Saturday 25 September 2010

HOME



Home’s not merely four square walls,
Though with pictures hung and gilded.
Home is where affection calls,
Filled with treasures the heart hath builded.

Charles Swain

Home! When we are away from it the very word conjures up feelings of belonging, feelings of comfort, of familiarity. It can mean a house, apartment, a grand mansion or a hovel. What matters is not the structure but the love and the memories we have built within it. Home is not home unless there are others with whom to share it, for it is with others we have built those precious memories; memories of love and tenderness; memories of joy and happiness; memories of pain and sadness; memories of birth and death, of arrivals and departures, of celebration and commiseration.

To many, home is a country, a city, a town or a village and thinking of this my mind turns to those forcibly separated from their homes and loved ones by war. Those whose love for their country is such that they are willing to make the ultimate sacrifice and give their lives to protect it and what it stands for. In particular my mind is drawn to the English lyric poet Rupert Brooke, whose longing for his home county of Cambridgeshire and for his beautiful home there is so perfectly described in “The Old Vicarage, Granchester.” It was written while he was travelling in Germany and here are the first two verses:

Just now the lilac is in bloom,
All before my little room;
And in my flower-beds, I think,
Smile the carnation and the pink;
And down the borders, well I know,
The poppy and the pansy blow . . .
Oh! there the chestnuts, summer through,
Beside the river make for you
A tunnel of green gloom, and sleep
Deeply above; and green and deep
The stream mysterious glides beneath,
Green as a dream and deep as death.
— Oh, damn!
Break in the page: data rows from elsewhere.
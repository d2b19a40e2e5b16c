//! Radio configuration values

use crate::registers::{Afc, AfcMode, ClockRecovery, ClockRecoveryMode, Modulation};

/// Driver configuration
#[derive(Debug, Clone, Copy, PartialEq, Eq)]
#[cfg_attr(feature = "defmt", derive(defmt::Format))]
pub struct Config {
    /// Crystal frequency in Hz. Every physical unit conversion depends on it.
    pub xtal_frequency: u32,
    /// Number of MC_STATE polls before a state transition is reported as a timeout
    pub state_poll_attempts: u32,
    /// Delay before each MC_STATE poll in microseconds
    pub state_poll_interval_us: u32,
}

impl Default for Config {
    fn default() -> Self {
        Self {
            xtal_frequency: 50_000_000,
            state_poll_attempts: 1000,
            state_poll_interval_us: 10,
        }
    }
}

/// Analog and digital radio parameters applied by [`Radio::initialize`](super::Radio::initialize)
///
/// All values are physical units. Ranges depend on the crystal, see
/// [`Codec`](super::codec::Codec) for the helpers.
#[derive(Debug, Clone, Copy, PartialEq, Eq)]
#[cfg_attr(feature = "defmt", derive(defmt::Format))]
pub struct RadioInit {
    /// Carrier frequency in Hz, 430-470 MHz or 860-940 MHz
    pub frequency_base: u32,
    pub modulation: Modulation,
    /// Datarate in bps
    pub datarate: u32,
    /// Frequency deviation in Hz
    pub freq_deviation: u32,
    /// Channel filter bandwidth in Hz
    pub bandwidth: u32,
}

/// AFC parameters
#[derive(Debug, Clone, Copy, PartialEq, Eq)]
#[cfg_attr(feature = "defmt", derive(defmt::Format))]
pub struct AfcInit {
    pub enabled: bool,
    /// Freeze the correction once the sync word is detected
    pub freeze_on_sync: bool,
    pub mode: AfcMode,
    /// Fast loop duration
    pub fast_period: u8,
    /// Fast loop gain, 0 to 15
    pub fast_gain: u8,
    /// Slow loop gain, 0 to 15
    pub slow_gain: u8,
}

impl AfcInit {
    /// Apply these parameters on top of the AFC registers read from the device
    pub(crate) fn apply(&self, afc: &mut Afc) {
        afc.enabled = self.enabled;
        afc.freeze_on_sync = self.freeze_on_sync;
        afc.mode = self.mode;
        afc.fast_period = self.fast_period;
        afc.fast_gain = self.fast_gain & 0x0F;
        afc.slow_gain = self.slow_gain & 0x0F;
    }
}

impl From<Afc> for AfcInit {
    fn from(afc: Afc) -> Self {
        Self {
            enabled: afc.enabled,
            freeze_on_sync: afc.freeze_on_sync,
            mode: afc.mode,
            fast_period: afc.fast_period,
            fast_gain: afc.fast_gain,
            slow_gain: afc.slow_gain,
        }
    }
}

/// Symbol clock recovery parameters
#[derive(Debug, Clone, Copy, PartialEq, Eq)]
#[cfg_attr(feature = "defmt", derive(defmt::Format))]
pub struct ClockRecoveryInit {
    pub mode: ClockRecoveryMode,
    /// Proportional gain for the slow stage, 0 to 7
    pub p_gain_slow: u8,
    /// Proportional gain for the fast stage, 0 to 7
    pub p_gain_fast: u8,
    /// Integral gain for the slow stage, 0 to 15
    pub i_gain_slow: u8,
    /// Integral gain for the fast stage, 0 to 15
    pub i_gain_fast: u8,
    /// Post filter of 16 symbols instead of 8
    pub post_filter_16_symbols: bool,
}

impl From<ClockRecoveryInit> for ClockRecovery {
    fn from(init: ClockRecoveryInit) -> Self {
        Self {
            mode: init.mode,
            p_gain_slow: init.p_gain_slow & 0x07,
            i_gain_slow: init.i_gain_slow & 0x0F,
            p_gain_fast: init.p_gain_fast & 0x07,
            i_gain_fast: init.i_gain_fast & 0x0F,
            post_filter_16_symbols: init.post_filter_16_symbols,
        }
    }
}

impl From<ClockRecovery> for ClockRecoveryInit {
    fn from(clock: ClockRecovery) -> Self {
        Self {
            mode: clock.mode,
            p_gain_slow: clock.p_gain_slow,
            p_gain_fast: clock.p_gain_fast,
            i_gain_slow: clock.i_gain_slow,
            i_gain_fast: clock.i_gain_fast,
            post_filter_16_symbols: clock.post_filter_16_symbols,
        }
    }
}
I know it! and I know
How the May fields all golden show,
And when the day is young and sweet,
Gild gloriously the bare feet
That run to bathe . . .
'Du lieber Gott!'

Here am I, sweating, sick, and hot,
And there the shadowed waters fresh
Lean up to embrace the naked flesh.
Temperamentvoll German Jews
Drink beer around; — and THERE the dews
Are soft beneath a morn of gold.
Here tulips bloom as they are told;
Unkempt about those hedges blows
An English unofficial rose;
And there the unregulated sun
Slopes down to rest when day is done,
And wakes a vague unpunctual star,
A slippered Hesper; and there are
Meads towards Haslingfield and Coton
Where das Betreten's not verboten.


Rupert Brooke fought in World War One and died of septicaemia on board ship in the Aegean in 1915. The following short poem was written by him in late 1914. It is called The Soldier and shows just how deeply this young man cared for his country:


If I should die, think only this of me:
That there's some corner of a foreign field
That is for ever England. There shall be
In that rich earth a richer dust concealed;
A dust whom England bore, shaped, made aware,
Gave, once, her flowers to love, her ways to roam,
A body of England's, breathing English air,
Washed by the rivers, blest by suns of home.

And think, this heart, all evil shed away,
A pulse in the eternal mind, no less
Gives somewhere back the thoughts by England given;
Her sights and sounds; dreams happy as her day;
And laughter, learnt of friends; and gentleness,
In hearts at peace, under an English heaven.


The other day I wrote about “Our Home” (Nosso Lar) the film based on the book given to the Brasilian medium Chico Xavier through Automatic Writing. Today, I bring our thoughts nearer to the Earth but with a spiritual understanding of the importance of our home and its surroundings, wherever it may be.

Be happy, thank God for your home and those who share it and have shared it with you.